Supppose we have the following list of tuples and want to get the length of the list in the tuple with 2 in the first place:

> mymap :: [(Int,[Int])]
> mymap = [(1, [3,4,2,5]), (2,[6,5]), (3,[2,4,5,1,6]) ]
> wrong :: Int
> wrong = length $ lookup 2 mymap

This compiles, but it does not do what we want:

> wrong
1

Let us look at the type of length again:

> :t length
length :: Foldable t => t a -> Int

We can also see which things are in the type class Foldable:

> length (Just 1)
> :info Foldable
...
instance Foldable [] -- Defined in ‘Data.Foldable’
instance Foldable Maybe -- Defined in ‘Data.Foldable’

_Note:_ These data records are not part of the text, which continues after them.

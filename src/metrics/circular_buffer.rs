use std::fmt;

/// Fixed-capacity ring; pushing past capacity overwrites the oldest item.
#[derive(Clone, PartialEq)]
pub struct CircularBuffer<T> {
    buffer: Vec<T>,
    write_pos: usize,
    capacity: usize,
}

impl<T> CircularBuffer<T> {
    pub fn new(capacity: usize) -> Self {
        let capacity = capacity.max(1);
        Self {
            buffer: Vec::with_capacity(capacity),
            write_pos: 0,
            capacity,
        }
    }

    pub fn push(&mut self, item: T) {
        if self.buffer.len() < self.capacity {
            self.buffer.push(item);
        } else {
            self.buffer[self.write_pos] = item;
        }
        self.write_pos = (self.write_pos + 1) % self.capacity;
    }

    pub fn len(&self) -> usize {
        self.buffer.len()
    }

    pub fn is_empty(&self) -> bool {
        self.buffer.is_empty()
    }

    /// Oldest to newest.
    pub fn iter(&self) -> impl Iterator<Item = &T> {
        let head = if self.buffer.len() < self.capacity {
            0
        } else {
            self.write_pos
        };
        self.buffer[head..].iter().chain(&self.buffer[..head])
    }

    pub fn last(&self) -> Option<&T> {
        if self.buffer.is_empty() {
            return None;
        }
        let idx = (self.write_pos + self.capacity - 1) % self.capacity;
        self.buffer.get(idx)
    }

    pub fn to_vec(&self) -> Vec<T>
    where
        T: Clone,
    {
        self.iter().cloned().collect()
    }
}

impl<T: fmt::Debug> fmt::Debug for CircularBuffer<T> {
    fn fmt(&self, f: &mut fmt::Formatter<'_>) -> fmt::Result {
        f.debug_list().entries(self.iter()).finish()
    }
}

So anything of type Maybe is foldable and length is defined on anything of type Maybe a:

> length (Just 4)
1
> length (Just "Hello")
1
> length (Just (print [1,2,3]))
1

The correct way to get what we wanted above is thus to unwrap the Just result from lookup first and then apply length.

> correct :: Int
> correct = length list where (Just list) = lookup 2 mymap

Or, using fromMaybe or fromJust from Data.Maybe:

> correct2 :: Int
> correct2 = length (fromMaybe (error "Not found.") $ lookup 2 mymap)
> 
> correct3 :: Int
> correct3 = length (fromJust $ lookup 2 mymap)

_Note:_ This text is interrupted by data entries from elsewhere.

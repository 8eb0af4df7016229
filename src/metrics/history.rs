use super::CircularBuffer;
use crate::process::GroupedSnapshot;
use chrono::{DateTime, Local};
use std::collections::HashMap;

/// Bounded cpu/memory time series for one process name.
///
/// The three buffers are always pushed together, so they stay index-aligned.
#[derive(Debug, Clone)]
pub struct HistorySeries {
    timestamps: CircularBuffer<DateTime<Local>>,
    cpu: CircularBuffer<f64>,
    memory: CircularBuffer<f64>,
}

impl HistorySeries {
    fn new(capacity: usize) -> Self {
        Self {
            timestamps: CircularBuffer::new(capacity),
            cpu: CircularBuffer::new(capacity),
            memory: CircularBuffer::new(capacity),
        }
    }

    fn push(&mut self, timestamp: DateTime<Local>, cpu: f64, memory: f64) {
        self.timestamps.push(timestamp);
        self.cpu.push(cpu);
        self.memory.push(memory);
    }

    pub fn len(&self) -> usize {
        self.timestamps.len()
    }

    pub fn is_empty(&self) -> bool {
        self.timestamps.is_empty()
    }

    pub fn timestamps(&self) -> Vec<DateTime<Local>> {
        self.timestamps.to_vec()
    }

    /// Uncapped cpu values, oldest first.
    pub fn cpu(&self) -> Vec<f64> {
        self.cpu.to_vec()
    }

    pub fn memory(&self) -> Vec<f64> {
        self.memory.to_vec()
    }

    pub fn last_cpu(&self) -> Option<f64> {
        self.cpu.last().copied()
    }

    pub fn last_memory(&self) -> Option<f64> {
        self.memory.last().copied()
    }

    pub fn peak_cpu(&self) -> f64 {
        self.cpu.iter().copied().fold(0.0, f64::max)
    }

    pub fn peak_memory(&self) -> f64 {
        self.memory.iter().copied().fold(0.0, f64::max)
    }

    pub fn avg_cpu(&self) -> f64 {
        if self.cpu.is_empty() {
            return 0.0;
        }
        self.cpu.iter().sum::<f64>() / self.cpu.len() as f64
    }
}

/// Trend data for every name in the current snapshot.
#[derive(Debug, Clone)]
pub struct HistoryTracker {
    series: HashMap<String, HistorySeries>,
    history_len: usize,
}

impl Default for HistoryTracker {
    fn default() -> Self {
        Self::new(crate::config::DEFAULT_HISTORY_LEN)
    }
}

impl HistoryTracker {
    pub fn new(history_len: usize) -> Self {
        Self {
            series: HashMap::new(),
            history_len,
        }
    }

    pub fn history_len(&self) -> usize {
        self.history_len
    }

    /// Appends one point per name in `snapshot` and drops every series whose
    /// name is absent. Calling it twice with the same snapshot appends twice.
    pub fn record(&mut self, snapshot: &GroupedSnapshot, timestamp: DateTime<Local>) {
        for group in snapshot.iter() {
            let history_len = self.history_len;
            self.series
                .entry(group.name.clone())
                .or_insert_with(|| HistorySeries::new(history_len))
                .push(timestamp, group.cpu_percent, group.memory_percent);
        }
        self.series.retain(|name, _| snapshot.contains(name));
    }

    pub fn get(&self, name: &str) -> Option<&HistorySeries> {
        self.series.get(name)
    }

    pub fn len(&self) -> usize {
        self.series.len()
    }

    pub fn is_empty(&self) -> bool {
        self.series.is_empty()
    }
}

Can we have unordered pairs?

Yes, and this is a nice example how to define our own instances of the Show and Eq type classes:

> data UnOrdPair a = Pair (a,a)
> 
> instance (Show a, Ord a) => Show (UnOrdPair a) where
>   show (Pair (x,y)) | x <= y    = "Pair (" ++ show x ++ "," ++ show y ++ ")"
>                     | otherwise = "Pair (" ++ show y ++ "," ++ show x ++ ")"
> 
> instance Ord a => Eq (UnOrdPair a) where
>   (==) (Pair (x1,y1)) (Pair (x2,y2)) = (x1==x2 && y1 == y2) || (x1==y2 && y1 == x2)

Taking apart non-empty lists

We have head, tail, init and last. The most beautiful explanation of what they do is from Learn You a Haskell, 2.3:

Note that all four functions fail on the empty list with an exception.

Report Example

Please have a look at report-example and use it for your final projects if you want.

Limit the memory used by GHCi

To prevent GHCi from eating all the memory and crashing your computer, use this:

stack exec ghci -- mynicefilename.hs -Wall +RTS -M256m

The 256m is the memory limit. If things do not work you can increase it, but don't put more than your computer actually has. If you then do something that uses up all memory, like computing the sum of all numbers, it will crash only GHCi and not your whole system:

Prelude> sum [(1::Int)..]
<interactive>: Heap exhausted;
<interactive>: Current maximum heap size is 268435456 bytes (256 MB).
<interactive>: Use `+RTS -M<size>' to increase it.

Additionally, under Unix systems you can prefix any command with "nice" to indicate that it should be considered less important than other programs running on your computer.